▶ _Exercise instructions_
Write the data out again exactly and in full.
# # #
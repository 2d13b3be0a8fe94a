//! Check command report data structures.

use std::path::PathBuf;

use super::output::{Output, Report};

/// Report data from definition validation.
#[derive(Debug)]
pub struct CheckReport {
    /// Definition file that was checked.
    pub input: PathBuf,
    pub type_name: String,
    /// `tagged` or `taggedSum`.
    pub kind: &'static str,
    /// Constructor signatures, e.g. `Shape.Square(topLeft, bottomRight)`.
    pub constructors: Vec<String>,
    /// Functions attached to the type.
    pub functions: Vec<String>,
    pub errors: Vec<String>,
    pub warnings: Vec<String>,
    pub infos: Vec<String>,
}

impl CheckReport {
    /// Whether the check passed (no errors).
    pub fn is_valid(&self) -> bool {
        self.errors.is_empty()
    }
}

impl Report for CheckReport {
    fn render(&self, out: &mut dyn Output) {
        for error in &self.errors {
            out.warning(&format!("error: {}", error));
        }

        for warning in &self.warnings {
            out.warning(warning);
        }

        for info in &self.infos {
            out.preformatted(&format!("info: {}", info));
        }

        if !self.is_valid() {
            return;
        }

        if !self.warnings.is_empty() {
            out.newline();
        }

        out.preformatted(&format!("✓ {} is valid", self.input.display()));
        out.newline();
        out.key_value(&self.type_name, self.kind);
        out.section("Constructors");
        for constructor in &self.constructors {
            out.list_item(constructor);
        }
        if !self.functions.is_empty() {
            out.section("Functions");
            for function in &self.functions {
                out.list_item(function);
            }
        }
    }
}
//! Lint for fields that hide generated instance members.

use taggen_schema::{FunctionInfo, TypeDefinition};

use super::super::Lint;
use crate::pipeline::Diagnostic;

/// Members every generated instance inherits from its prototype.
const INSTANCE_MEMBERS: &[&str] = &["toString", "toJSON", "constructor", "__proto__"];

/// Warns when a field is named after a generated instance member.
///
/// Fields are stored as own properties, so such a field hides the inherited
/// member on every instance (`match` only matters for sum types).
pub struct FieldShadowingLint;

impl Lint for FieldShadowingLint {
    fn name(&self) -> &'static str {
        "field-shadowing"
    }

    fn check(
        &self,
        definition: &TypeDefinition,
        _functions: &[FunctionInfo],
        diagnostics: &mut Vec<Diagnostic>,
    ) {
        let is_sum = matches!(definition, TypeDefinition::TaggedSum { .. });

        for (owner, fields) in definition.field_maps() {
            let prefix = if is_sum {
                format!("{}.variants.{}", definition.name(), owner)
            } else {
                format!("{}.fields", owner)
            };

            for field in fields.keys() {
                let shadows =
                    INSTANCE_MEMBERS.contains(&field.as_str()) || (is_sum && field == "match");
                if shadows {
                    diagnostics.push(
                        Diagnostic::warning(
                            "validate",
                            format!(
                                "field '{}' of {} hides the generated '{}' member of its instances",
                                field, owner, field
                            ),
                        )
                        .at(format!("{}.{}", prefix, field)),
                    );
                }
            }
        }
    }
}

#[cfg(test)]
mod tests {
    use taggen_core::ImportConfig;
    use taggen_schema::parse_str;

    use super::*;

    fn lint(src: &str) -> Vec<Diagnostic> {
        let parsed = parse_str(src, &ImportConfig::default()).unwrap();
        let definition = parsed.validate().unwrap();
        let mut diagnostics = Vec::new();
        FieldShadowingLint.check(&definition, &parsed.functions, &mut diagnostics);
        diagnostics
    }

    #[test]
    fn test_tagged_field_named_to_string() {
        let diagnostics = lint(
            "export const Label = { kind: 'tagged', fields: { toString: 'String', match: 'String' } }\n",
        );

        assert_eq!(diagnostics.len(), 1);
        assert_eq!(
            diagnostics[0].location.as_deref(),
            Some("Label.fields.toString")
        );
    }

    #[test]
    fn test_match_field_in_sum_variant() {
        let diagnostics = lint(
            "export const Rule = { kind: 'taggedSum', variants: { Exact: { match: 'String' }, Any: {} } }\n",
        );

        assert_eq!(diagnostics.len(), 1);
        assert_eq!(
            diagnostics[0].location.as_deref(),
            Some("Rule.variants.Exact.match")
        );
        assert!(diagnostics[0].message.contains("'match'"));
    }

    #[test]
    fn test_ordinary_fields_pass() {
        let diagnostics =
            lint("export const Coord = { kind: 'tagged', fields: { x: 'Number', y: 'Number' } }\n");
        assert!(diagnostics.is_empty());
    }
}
# # #
▶ _Task response_
repository 2d13b3be0a8fe94a
//! Check command report data structures.

use std::path::PathBuf;

use super::output::{Output, Report};

/// Report data from definition validation.
#[derive(Debug)]
pub struct CheckReport {
    /// Definition file that was checked.
    pub input: PathBuf,
    pub type_name: String,
    /// `tagged` or `taggedSum`.
    pub kind: &'static str,
    /// Constructor signatures, e.g. `Shape.Square(topLeft, bottomRight)`.
    pub constructors: Vec<String>,
    /// Functions attached to the type.
    pub functions: Vec<String>,
    pub errors: Vec<String>,
    pub warnings: Vec<String>,
    pub infos: Vec<String>,
}

impl CheckReport {
    /// Whether the check passed (no errors).
    pub fn is_valid(&self) -> bool {
        self.errors.is_empty()
    }
}

impl Report for CheckReport {
    fn render(&self, out: &mut dyn Output) {
        for error in &self.errors {
            out.warning(&format!("error: {}", error));
        }

        for warning in &self.warnings {
            out.warning(warning);
        }

        for info in &self.infos {
            out.preformatted(&format!("info: {}", info));
        }

        if !self.is_valid() {
            return;
        }

        if !self.warnings.is_empty() {
            out.newline();
        }

        out.preformatted(&format!("✓ {} is valid", self.input.display()));
        out.newline();
        out.key_value(&self.type_name, self.kind);
        out.section("Constructors");
        for constructor in &self.constructors {
            out.list_item(constructor);
        }
        if !self.functions.is_empty() {
            out.section("Functions");
            for function in &self.functions {
                out.list_item(function);
            }
        }
    }
}
//! Lint for fields that hide generated instance members.

use taggen_schema::{FunctionInfo, TypeDefinition};

use super::super::Lint;
use crate::pipeline::Diagnostic;

/// Members every generated instance inherits from its prototype.
const INSTANCE_MEMBERS: &[&str] = &["toString", "toJSON", "constructor", "__proto__"];

/// Warns when a field is named after a generated instance member.
///
/// Fields are stored as own properties, so such a field hides the inherited
/// member on every instance (`match` only matters for sum types).
pub struct FieldShadowingLint;

impl Lint for FieldShadowingLint {
    fn name(&self) -> &'static str {
        "field-shadowing"
    }

    fn check(
        &self,
        definition: &TypeDefinition,
        _functions: &[FunctionInfo],
        diagnostics: &mut Vec<Diagnostic>,
    ) {
        let is_sum = matches!(definition, TypeDefinition::TaggedSum { .. });

        for (owner, fields) in definition.field_maps() {
            let prefix = if is_sum {
                format!("{}.variants.{}", definition.name(), owner)
            } else {
                format!("{}.fields", owner)
            };

            for field in fields.keys() {
                let shadows =
                    INSTANCE_MEMBERS.contains(&field.as_str()) || (is_sum && field == "match");
                if shadows {
                    diagnostics.push(
                        Diagnostic::warning(
                            "validate",
                            format!(
                                "field '{}' of {} hides the generated '{}' member of its instances",
                                field, owner, field
                            ),
                        )
                        .at(format!("{}.{}", prefix, field)),
                    );
                }
            }
        }
    }
}

#[cfg(test)]
mod tests {
    use taggen_core::ImportConfig;
    use taggen_schema::parse_str;

    use super::*;

    fn lint(src: &str) -> Vec<Diagnostic> {
        let parsed = parse_str(src, &ImportConfig::default()).unwrap();
        let definition = parsed.validate().unwrap();
        let mut diagnostics = Vec::new();
        FieldShadowingLint.check(&definition, &parsed.functions, &mut diagnostics);
        diagnostics
    }

    #[test]
    fn test_tagged_field_named_to_string() {
        let diagnostics = lint(
            "export const Label = { kind: 'tagged', fields: { toString: 'String', match: 'String' } }\n",
        );

        assert_eq!(diagnostics.len(), 1);
        assert_eq!(
            diagnostics[0].location.as_deref(),
            Some("Label.fields.toString")
        );
    }

    #[test]
    fn test_match_field_in_sum_variant() {
        let diagnostics = lint(
            "export const Rule = { kind: 'taggedSum', variants: { Exact: { match: 'String' }, Any: {} } }\n",
        );

        assert_eq!(diagnostics.len(), 1);
        assert_eq!(
            diagnostics[0].location.as_deref(),
            Some("Rule.variants.Exact.match")
        );
        assert!(diagnostics[0].message.contains("'match'"));
    }

    #[test]
    fn test_ordinary_fields_pass() {
        let diagnostics =
            lint("export const Coord = { kind: 'tagged', fields: { x: 'Number', y: 'Number' } }\n");
        assert!(diagnostics.is_empty());
    }
}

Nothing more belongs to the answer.